Traditional TRIPRA coverage may be wholly inadequate for these unique construction industry concerns, especially if the certification threshold is not achievable. Most importantly, stand-alone policies can respond to civil commotion or unrest caused by a non-certified event that does not necessarily cause dramatic physical damage to the construction project. Traditional business interruption coverage under a commercial property policy depends on finding direct, related physical loss; likewise, actions of a civil authority in the absence of direct physical damage in the area covered by any declaration may not be covered and would not be effective at capturing economic loss associated with a shutdown of public access to a construction site following a terroristic event proximate to the site or impacting the site.
Marsh has tracked the TRIPRA uptake rate for the construction industry and has noted that it reached 58% by the time President Obama signed the 2015 reauthorization. It is noteworthy that, in 2003, construction industry uptake rates were half that of today. The highest region for purchase was the Northeast at 72%, owing presumably to the concentration of high-value infrastructure and property targets in major Northeast cities.

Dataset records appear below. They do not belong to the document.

use std::sync::{Arc, Mutex, MutexGuard, PoisonError};

use omni_tensor::backends::ndarray_backend::NDArrayNumericTensor;
use omni_tensor::backends::traced_backend::{TracedBackend, TracedTensor};
use omni_tensor::backends::{BackendModule, builtin_registry};
use omni_tensor::handler::function::ModuleTable;
use omni_tensor::handler::converter::{ConversionError, export_to_neutral, import_from_neutral};
use omni_tensor::native_array::{ForeignArray, NativeArray};
use omni_tensor::{Array, BackendHandler, Container, HandlerConfig, HandlerError};

// Conversion walks every live tracked object in the process, so tests that
// create opted-in objects must not overlap.
static SERIAL: Mutex<()> = Mutex::new(());

fn serial() -> MutexGuard<'static, ()> {
    let _ = env_logger::builder().is_test(true).try_init();
    SERIAL.lock().unwrap_or_else(PoisonError::into_inner)
}

fn handler() -> BackendHandler {
    BackendHandler::with_builtin_backends(HandlerConfig::default())
}

fn values(handler: &BackendHandler, array: &Array) -> Vec<f64> {
    let payload = array.data();
    let module = handler.registry().module_for_payload(&payload).unwrap().unwrap();
    module.to_neutral(&payload).unwrap().to_f64_vec()
}

fn is_traced_variable(array: &Array) -> bool {
    match array.data() {
        NativeArray::Traced(x) => x.requires_grad(),
        _ => false,
    }
}

#[test]
fn test_round_trip_preserves_values() {
    let _serial = serial();
    let handler = handler();
    let x = Array::with_dynamic_backend(NDArrayNumericTensor::from_vec(vec![1.5f32, -2.0, 3.25]), true);
    let fixed = Array::with_dynamic_backend(NDArrayNumericTensor::from_vec(vec![7i64]), false);

    handler.set_backend("traced", true).unwrap();
    assert!(matches!(x.data(), NativeArray::Traced(_)));
    assert!(matches!(fixed.data(), NativeArray::NDArray(_)));
    assert_eq!(x.dtype(), Some(omni_tensor::DType::F32));

    handler.set_backend("ndarray", true).unwrap();
    assert!(matches!(x.data(), NativeArray::NDArray(_)));
    assert_eq!(values(&handler, &x), vec![1.5, -2.0, 3.25]);
    assert_eq!(values(&handler, &fixed), vec![7.0]);
}

#[test]
fn test_variables_stay_variables() {
    let _serial = serial();
    let handler = handler();
    let w = Array::with_dynamic_backend(TracedTensor::variable(NDArrayNumericTensor::from_vec(vec![0.5f32, 1.0])), true);
    let c = Array::with_dynamic_backend(TracedTensor::new(NDArrayNumericTensor::from_vec(vec![2.0f32])), true);

    handler.set_backend("traced", true).unwrap();
    assert!(is_traced_variable(&w));
    assert!(!is_traced_variable(&c));
    assert_eq!(values(&handler, &w), vec![0.5, 1.0]);

    #[cfg(feature = "candle")]
    {
        handler.set_backend("candle", true).unwrap();
        assert!(matches!(w.data(), NativeArray::CandleVar(_)));
        assert!(matches!(c.data(), NativeArray::Candle(_)));
        assert_eq!(values(&handler, &w), vec![0.5, 1.0]);

        handler.set_backend("traced", true).unwrap();
        assert!(is_traced_variable(&w));
        assert!(!is_traced_variable(&c));
    }
}

#[test]
fn test_shared_leaves_convert_once() {
    let _serial = serial();
    let handler = handler();
    let x = Array::with_dynamic_backend(NDArrayNumericTensor::from_vec(vec![1.0f32]), true);
    let y = Array::with_dynamic_backend(NDArrayNumericTensor::from_vec(vec![2.0f32]), true);
    let outer = Container::with_dynamic_backend(
        omni_tensor::ContainerNode::Branch(
            [
                ("x".to_string(), omni_tensor::ContainerNode::Leaf(x.clone())),
                ("y".to_string(), omni_tensor::ContainerNode::Leaf(y.clone())),
            ]
            .into_iter()
            .collect(),
        ),
        true,
    );
    let twice = Container::with_dynamic_backend(
        omni_tensor::ContainerNode::Branch(
            [
                ("a".to_string(), omni_tensor::ContainerNode::Leaf(x.clone())),
                ("b".to_string(), omni_tensor::ContainerNode::Leaf(x.clone())),
            ]
            .into_iter()
            .collect(),
        ),
        true,
    );

    let exported = export_to_neutral(handler.registry()).unwrap();
    let ids: Vec<u64> = exported.objects().iter().map(|o| o.id()).collect();
    assert_eq!(ids, vec![outer.id(), twice.id()]);

    let traced = handler.registry().load("traced").unwrap();
    import_from_neutral(&exported, &traced).unwrap();
    for leaf in [&x, &y] {
        assert!(matches!(leaf.data(), NativeArray::Traced(_)));
    }
    assert_eq!(values(&handler, &twice.get("a").unwrap()), vec![1.0]);
    assert_eq!(values(&handler, &outer.get("y").unwrap()), vec![2.0]);
}

#[test]
fn test_container_is_variable_only_when_every_leaf_is() {
    let _serial = serial();
    let handler = handler();
    let var = |v: f32| Array::with_dynamic_backend(TracedTensor::variable(NDArrayNumericTensor::from_vec(vec![v])), false);
    let plain = |v: f32| Array::with_dynamic_backend(TracedTensor::new(NDArrayNumericTensor::from_vec(vec![v])), false);

    let params = Container::from_leaves([("w", var(1.0)), ("b", var(2.0))]);
    params.set_dynamic_backend(true);
    let mixed = Container::from_leaves([("w", var(3.0)), ("x", plain(4.0))]);
    mixed.set_dynamic_backend(true);
    let empty = Container::with_dynamic_backend(omni_tensor::ContainerNode::Branch(Default::default()), true);

    let exported = export_to_neutral(handler.registry()).unwrap();
    assert!(exported.is_variable(params.id()));
    assert!(!exported.is_variable(mixed.id()));
    assert!(!exported.is_variable(empty.id()));

    let traced = handler.registry().load("traced").unwrap();
    import_from_neutral(&exported, &traced).unwrap();
    assert!(params.leaves().iter().all(is_traced_variable));
    assert!(!mixed.leaves().iter().any(is_traced_variable));
}

#[test]
fn test_unrecognised_payload_aborts_before_switching() {
    let _serial = serial();
    let handler = handler();
    handler.set_backend("ndarray", false).unwrap();
    let good = Array::with_dynamic_backend(NDArrayNumericTensor::from_vec(vec![1.0f32]), true);
    let odd = Array::with_dynamic_backend(ForeignArray::new(5u8, vec![], None), true);

    let err = handler.set_backend("traced", true).unwrap_err();
    assert!(matches!(
        err,
        HandlerError::Conversion(ConversionError::UnrecognizedPayload(_))
    ));
    let stack: Vec<String> = handler.context().stack().iter().map(|b| b.name().to_string()).collect();
    assert_eq!(stack, vec!["ndarray"]);
    assert!(matches!(good.data(), NativeArray::NDArray(_)));
    assert!(matches!(odd.data(), NativeArray::Foreign(_)));

    odd.set_dynamic_backend(false);
    handler.set_backend("traced", true).unwrap();
    assert!(matches!(good.data(), NativeArray::Traced(_)));
}

/// Traced backend reporting a version string that does not parse.
struct Misversioned(TracedBackend);

impl BackendModule for Misversioned {
    fn name(&self) -> &str {
        "bad"
    }

    fn version(&self) -> &str {
        "one.two"
    }

    fn module_table(&self) -> &ModuleTable {
        self.0.module_table()
    }

    fn to_neutral(&self, payload: &NativeArray) -> Result<NDArrayNumericTensor, ConversionError> {
        self.0.to_neutral(payload)
    }

    fn from_neutral(&self, neutral: &NDArrayNumericTensor) -> Result<NativeArray, ConversionError> {
        self.0.from_neutral(neutral)
    }
}

#[test]
fn test_failed_load_leaves_objects_alone() {
    let _serial = serial();
    let registry = builtin_registry();
    registry
        .register("bad", "backends.bad", &[], || {
            Ok(Arc::new(Misversioned(TracedBackend::new())) as Arc<dyn BackendModule>)
        })
        .unwrap();
    let handler = BackendHandler::new(Arc::new(registry), HandlerConfig::default());
    handler.set_backend("traced", false).unwrap();
    let x = Array::with_dynamic_backend(TracedTensor::variable(NDArrayNumericTensor::from_vec(vec![0.25f32, 4.0])), true);

    let err = handler.set_backend("bad", true).unwrap_err();
    assert!(matches!(err, HandlerError::VersionParse(_)));
    let stack: Vec<String> = handler.context().stack().iter().map(|b| b.name().to_string()).collect();
    assert_eq!(stack, vec!["traced"]);
    assert!(is_traced_variable(&x));
    assert_eq!(values(&handler, &x), vec![0.25, 4.0]);

    handler.set_backend("ndarray", true).unwrap();
    assert!(matches!(x.data(), NativeArray::NDArray(_)));
}

#[test]
fn test_default_flag_applies_to_new_objects() {
    let _serial = serial();
    let previous = omni_tensor::dynamic_backend();
    omni_tensor::set_dynamic_backend(true);
    let x = Array::new(NDArrayNumericTensor::from_vec(vec![1.0f32]));
    omni_tensor::set_dynamic_backend(false);
    let y = Array::new(NDArrayNumericTensor::from_vec(vec![1.0f32]));
    omni_tensor::set_dynamic_backend(previous);
    assert!(x.dynamic_backend());
    assert!(!y.dynamic_backend());
}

Premium rates also have remained generally steady for terrorism coverage, the Marsh 2016 Terrorism Risk Insurance Report found. Companies with total insured value of less than $100 million paid a median of $53 per $1 million of coverage in 2014 to $57 per million in 2015. Their terrorism premium rates remained significantly higher than those of larger companies ($100 million-$1 billion in size), which could be expected to pay $15 to $25 per $1 million. It is important to note that median premium in the construction industry is highest of all measured industries, topping out at $68 per million in 2015.
The construction industry will continue to face unique terrorism risks. These risks include physical risks and, now, emerging cyber threats. Given the frequent engagement with public infrastructure development, targets such as our hypothetical power station could experience both extraordinary physical damage and resultant economic harm. Failure to address terrorism risk could induce a life-threatening or fatal corporate blow should it be determined that the event itself is uninsured either because the event is not “certified” or the non-certified loss limitations prevent coverage for the construction policyholder.